Since the project's initial announcement, Coen has described the tone of Drive-Away Dolls as being similar to the early 1970s exploitation romance films he saw as a teenager. Cooke has cited Faster, Pussycat! Kill! Kill!, Bad Girls Go to Hell, Alice Doesn't Live Here Anymore, Go Fish, But I'm a Cheerleader, and the works of John Waters as reference points for the film.

Tiffany Plastercaster, Miley Cyrus's character, was based on the real-life artist Cynthia Plaster Caster.

===Filming===
Principal photography began by August 2022 in Pittsburgh, with Ari Wegner serving as cinematographer. Production took place in Hopewell Township, Beaver County, Pennsylvania, and in Lawrence, Washington County, Pennsylvania, in October 2022.

==Release==
Drive-Away Dolls was originally scheduled to be released on September 22, 2023, but was delayed due to the 2023 SAG-AFTRA strike.
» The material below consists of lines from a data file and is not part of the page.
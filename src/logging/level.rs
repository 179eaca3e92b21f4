use crate::error::{PvpcError, Result};
use tracing::Level;

/// Parse log level string to tracing Level
pub fn parse_log_level(level_str: &str) -> Result<Level> {
    match level_str.to_uppercase().as_str() {
        "TRACE" => Ok(Level::TRACE),
        "DEBUG" => Ok(Level::DEBUG),
        "INFO" => Ok(Level::INFO),
        "WARN" | "WARNING" => Ok(Level::WARN),
        "ERROR" => Ok(Level::ERROR),
        _ => Err(PvpcError::config(format!(
            "Invalid log level: {}",
            level_str
        ))),
    }
}

pub fn level_rank(level: Level) -> u8 {
    match level {
        Level::TRACE => 0,
        Level::DEBUG => 1,
        Level::INFO => 2,
        Level::WARN => 3,
        Level::ERROR => 4,
    }
}

/// The more verbose of two levels
pub fn min_level(a: Level, b: Level) -> Level {
    if level_rank(a) <= level_rank(b) { a } else { b }
}
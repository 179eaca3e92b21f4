//! JSON document persistence helpers
//!
//! Documents are written pretty-printed with two-space indentation and
//! non-ASCII characters kept literally, so cached upstream payloads and
//! settings files stay human-readable.

use crate::error::Result;
use serde::Serialize;
use serde::de::DeserializeOwned;
use std::path::Path;

/// Serialize `value` and write it to `path`, creating parent directories.
///
/// The document is written to a sibling `.tmp` file and renamed into place,
/// so readers never observe a partially written file.
pub fn store_json<T: Serialize + ?Sized>(value: &T, path: &Path) -> Result<()> {
    if let Some(parent) = path.parent()
        && !parent.as_os_str().is_empty()
    {
        std::fs::create_dir_all(parent)?;
    }
    let contents = serde_json::to_string_pretty(value)?;
    let temp_path = path.with_extension("tmp");
    std::fs::write(&temp_path, contents)?;
    std::fs::rename(&temp_path, path)?;
    Ok(())
}

/// Read and deserialize a JSON document from `path`
pub fn load_json<T: DeserializeOwned>(path: &Path) -> Result<T> {
    let contents = std::fs::read_to_string(path)?;
    Ok(serde_json::from_str(&contents)?)
}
The film was released in Australia on February 22, 2024, followed by a release in the United States by Focus Features the next day. It was released in the United Kingdom on March 15, 2024.

==Reception==
===Box office===
In the United States and Canada, Drive-Away Dolls was released alongside Demon Slayer: Kimetsu no Yaiba – To the Hashira Training and Ordinary Angels, and was projected to gross around $4 million from 2,261 theaters in its opening weekend. It ended up debuting to $2.4 million, finishing in eighth.

===Critical response===
 Metacritic, which uses a weighted average, assigned the film a score of 56 out of 100, based on 50 critics, indicating "mixed or average" reviews. Audiences surveyed by CinemaScore gave the film an average grade of "C" on an A+ to F scale, while those polled by PostTrak gave it a 66% overall positive score.

In a negative review, Barry Hertz of The Globe and Mail wrote, "There is a fine line between endearing, breezy silliness and second-hand embarrassment, a border that the undercooked film crosses back and forth over and over again until there's no space left for your eyes to roll."
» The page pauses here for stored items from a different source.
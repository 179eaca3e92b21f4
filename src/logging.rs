//! Structured logging and tracing for PVPC Bot
//!
//! This module provides logging with daily log rotation into two files, a
//! general log and an error log, plus lookup helpers so administrators can
//! fetch those files through the bot.

use crate::config::LoggingConfig;
use crate::error::{PvpcError, Result};
use std::path::Path;
use tracing::{Level, info};
use tracing_appender::{non_blocking, rolling};
use tracing_subscriber::filter::LevelFilter;
use tracing_subscriber::{EnvFilter, Layer, fmt, layer::SubscriberExt, util::SubscriberInitExt};

pub mod files;
pub mod level;
pub mod state;
pub mod structured;

pub use files::{LogDocument, LogKind, LogSelection, read_logs};
pub use level::{min_level, parse_log_level};
pub use structured::{LogContext, StructuredLogger, get_logger, get_logger_with_context};

use state::{INIT_ERROR, INIT_ONCE, LOG_GUARDS};

/// Initialize logging system based on configuration
pub fn init_logging(config: &LoggingConfig, logs_dir: &Path) -> Result<()> {
    INIT_ONCE.call_once(|| {
        let init_result = (|| -> Result<()> {
            let base_level = parse_log_level(&config.level)?;

            let console_level = config
                .console_level
                .as_ref()
                .and_then(|s| parse_log_level(s).ok())
                .unwrap_or(base_level);
            let file_level = config
                .file_level
                .as_ref()
                .and_then(|s| parse_log_level(s).ok())
                .unwrap_or(base_level);

            let filter = build_env_filter(min_level(console_level, file_level));

            if should_use_console_only() {
                init_console_only_logging(filter, config.json_format, console_level);
                return Ok(());
            }

            init_file_logging(config, logs_dir, filter, console_level, file_level)
        })();

        if let Err(e) = init_result {
            let _ = INIT_ERROR.set(e.to_string());
        }
    });

    if let Some(err) = INIT_ERROR.get() {
        return Err(PvpcError::config(err.clone()));
    }
    Ok(())
}

fn build_env_filter(level: Level) -> EnvFilter {
    EnvFilter::try_from_default_env().unwrap_or_else(|_| {
        format!("pvpc_bot={},teloxide=warn,reqwest=warn", level).into()
    })
}

fn should_use_console_only() -> bool {
    cfg!(test) || std::env::var_os("PVPC_DISABLE_FILE_LOG").is_some()
}

fn init_console_only_logging(filter: EnvFilter, json_format: bool, console_level: Level) {
    let console_layer = {
        let layer = fmt::layer()
            .with_writer(std::io::stdout)
            .with_target(false)
            .with_thread_ids(false)
            .with_file(false);
        if json_format {
            layer
                .json()
                .with_filter(LevelFilter::from_level(console_level))
                .boxed()
        } else {
            layer
                .with_filter(LevelFilter::from_level(console_level))
                .boxed()
        }
    };

    let _ = tracing_subscriber::registry()
        .with(filter)
        .with(console_layer)
        .try_init();

    info!(
        "Logging initialized - console_level: {:?}, console-only",
        console_level
    );
}

fn rolling_appender(
    logs_dir: &Path,
    kind: LogKind,
    backup_count: u32,
) -> Result<rolling::RollingFileAppender> {
    rolling::Builder::new()
        .rotation(rolling::Rotation::DAILY)
        .filename_prefix(kind.file_prefix())
        .filename_suffix("log")
        .max_log_files(backup_count.max(1) as usize)
        .build(logs_dir)
        .map_err(|e| PvpcError::io(format!("Failed to create log file appender: {}", e)))
}

fn init_file_logging(
    config: &LoggingConfig,
    logs_dir: &Path,
    filter: EnvFilter,
    console_level: Level,
    file_level: Level,
) -> Result<()> {
    std::fs::create_dir_all(logs_dir)?;

    let (general_writer, general_guard) =
        non_blocking(rolling_appender(logs_dir, LogKind::Logs, config.backup_count)?);
    let (errors_writer, errors_guard) =
        non_blocking(rolling_appender(logs_dir, LogKind::Errors, config.backup_count)?);
    let _ = LOG_GUARDS.set(vec![general_guard, errors_guard]);

    let general_layer = {
        let base = fmt::layer()
            .with_writer(general_writer)
            .with_ansi(false)
            .with_target(false)
            .with_thread_ids(false)
            .with_file(false);
        if config.json_format {
            base.json()
                .with_filter(LevelFilter::from_level(file_level))
                .boxed()
        } else {
            base.with_filter(LevelFilter::from_level(file_level))
                .boxed()
        }
    };

    let errors_layer = {
        let base = fmt::layer()
            .with_writer(errors_writer)
            .with_ansi(false)
            .with_target(false)
            .with_thread_ids(false)
            .with_file(false);
        if config.json_format {
            base.json().with_filter(LevelFilter::WARN).boxed()
        } else {
            base.with_filter(LevelFilter::WARN).boxed()
        }
    };

    let subscriber = tracing_subscriber::registry()
        .with(filter)
        .with(general_layer)
        .with(errors_layer);

    let init = if config.console_output {
        let console_layer = {
            let base = fmt::layer()
                .with_writer(std::io::stdout)
                .with_target(false)
                .with_thread_ids(false)
                .with_file(false);
            if config.json_format {
                base.json()
                    .with_filter(LevelFilter::from_level(console_level))
                    .boxed()
            } else {
                base.with_filter(LevelFilter::from_level(console_level))
                    .boxed()
            }
        };
        subscriber.with(console_layer).try_init()
    } else {
        subscriber.try_init()
    };
    init.map_err(|e| PvpcError::config(format!("Failed to install subscriber: {}", e)))?;

    info!(
        "Logging initialized - console_level: {:?}, file_level: {:?}, dir: {}",
        console_level,
        file_level,
        logs_dir.display()
    );
    Ok(())
}
//! Error types and handling for PVPC Bot
//!
//! This module defines the error types used throughout the application,
//! providing consistent error handling and reporting.

use thiserror::Error;

/// Result type alias for PVPC Bot operations
pub type Result<T> = std::result::Result<T, PvpcError>;

/// Main error type for PVPC Bot
#[derive(Debug, Error)]
pub enum PvpcError {
    /// Configuration-related errors
    #[error("Configuration error: {message}")]
    Config { message: String },

    /// File I/O errors
    #[error("I/O error: {message}")]
    Io { message: String },

    /// Serialization/deserialization errors
    #[error("Serialization error: {message}")]
    Serialization { message: String },

    /// Transport failures talking to the upstream API (includes HTTP status errors)
    #[error("Network error: {message}")]
    Network { message: String },

    /// Upstream payload could not be decoded
    #[error("Response error: {message}")]
    Response { message: String },

    /// No cached document for the requested endpoint and date
    #[error("Document not found: {endpoint} {date}")]
    DocumentNotFound { endpoint: String, date: String },

    /// A price timestamp has no matching tariff section entry
    #[error("Missing tariff section for {timestamp}")]
    MissingSection { timestamp: String },

    /// The requested zone is not listed in the prices document
    #[error("Unknown zone: {zone}")]
    UnknownZone { zone: String },

    /// The daily series is empty (prices not published yet)
    #[error("No price data available for {date}")]
    NoData { date: String },

    /// Validation errors
    #[error("Validation error: {field} - {message}")]
    Validation { field: String, message: String },

    /// Telegram Bot API errors
    #[error("Telegram error: {message}")]
    Telegram { message: String },

    /// Chart rendering errors
    #[error("Chart error: {message}")]
    Chart { message: String },

    /// Generic errors with context
    #[error("Error: {message}")]
    Generic { message: String },
}

impl PvpcError {
    /// Create a new configuration error
    pub fn config<S: Into<String>>(message: S) -> Self {
        PvpcError::Config {
            message: message.into(),
        }
    }

    /// Create a new I/O error
    pub fn io<S: Into<String>>(message: S) -> Self {
        PvpcError::Io {
            message: message.into(),
        }
    }

    /// Create a new serialization error
    pub fn serialization<S: Into<String>>(message: S) -> Self {
        PvpcError::Serialization {
            message: message.into(),
        }
    }

    /// Create a new network error
    pub fn network<S: Into<String>>(message: S) -> Self {
        PvpcError::Network {
            message: message.into(),
        }
    }

    /// Create a new response decoding error
    pub fn response<S: Into<String>>(message: S) -> Self {
        PvpcError::Response {
            message: message.into(),
        }
    }

    /// Create a new cache miss error
    pub fn document_not_found<S: Into<String>>(endpoint: S, date: S) -> Self {
        PvpcError::DocumentNotFound {
            endpoint: endpoint.into(),
            date: date.into(),
        }
    }

    /// Create a new missing section error
    pub fn missing_section<S: Into<String>>(timestamp: S) -> Self {
        PvpcError::MissingSection {
            timestamp: timestamp.into(),
        }
    }

    /// Create a new unknown zone error
    pub fn unknown_zone<S: Into<String>>(zone: S) -> Self {
        PvpcError::UnknownZone { zone: zone.into() }
    }

    /// Create a new no data error
    pub fn no_data<S: Into<String>>(date: S) -> Self {
        PvpcError::NoData { date: date.into() }
    }

    /// Create a new validation error
    pub fn validation<S: Into<String>>(field: S, message: S) -> Self {
        PvpcError::Validation {
            field: field.into(),
            message: message.into(),
        }
    }

    /// Create a new Telegram error
    pub fn telegram<S: Into<String>>(message: S) -> Self {
        PvpcError::Telegram {
            message: message.into(),
        }
    }

    /// Create a new chart error
    pub fn chart<S: Into<String>>(message: S) -> Self {
        PvpcError::Chart {
            message: message.into(),
        }
    }

    /// Create a new generic error
    pub fn generic<S: Into<String>>(message: S) -> Self {
        PvpcError::Generic {
            message: message.into(),
        }
    }

    /// Whether this error is the internal cache-miss signal
    pub fn is_cache_miss(&self) -> bool {
        matches!(self, PvpcError::DocumentNotFound { .. })
    }
}

impl From<std::io::Error> for PvpcError {
    fn from(err: std::io::Error) -> Self {
        PvpcError::io(err.to_string())
    }
}

impl From<serde_yaml::Error> for PvpcError {
    fn from(err: serde_yaml::Error) -> Self {
        PvpcError::Serialization {
            message: err.to_string(),
        }
    }
}

impl From<serde_json::Error> for PvpcError {
    fn from(err: serde_json::Error) -> Self {
        PvpcError::Serialization {
            message: err.to_string(),
        }
    }
}

impl From<reqwest::Error> for PvpcError {
    fn from(err: reqwest::Error) -> Self {
        if err.is_decode() {
            PvpcError::response(err.to_string())
        } else {
            PvpcError::network(err.to_string())
        }
    }
}

impl From<teloxide::RequestError> for PvpcError {
    fn from(err: teloxide::RequestError) -> Self {
        PvpcError::telegram(err.to_string())
    }
}

impl From<chrono::ParseError> for PvpcError {
    fn from(err: chrono::ParseError) -> Self {
        PvpcError::validation("datetime".to_string(), err.to_string())
    }
}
Tomris Laffly of RogerEbert.com gave the film three and a half out of four stars and wrote, "Sometimes, there is the slightest air of obviousness in Drive-Away Dolls, which can't avoid inevitable comparisons to older (and better) idiosyncratic crime capers, many of them by the Coens themselves. But that doesn't lessen the nostalgic bliss the film stirs in one with all its foul-mouthed, naughty glory; not when the fun had by everyone involved in the project is so palpable on the screen. In that, there is a disarming what the hell, why not quality to Cooke and Coen's writing, with the carefree words and actions of Jamie and Marian jovially bouncing off the page and landing on the viewers' eyes and ears with the same jubilant vigor."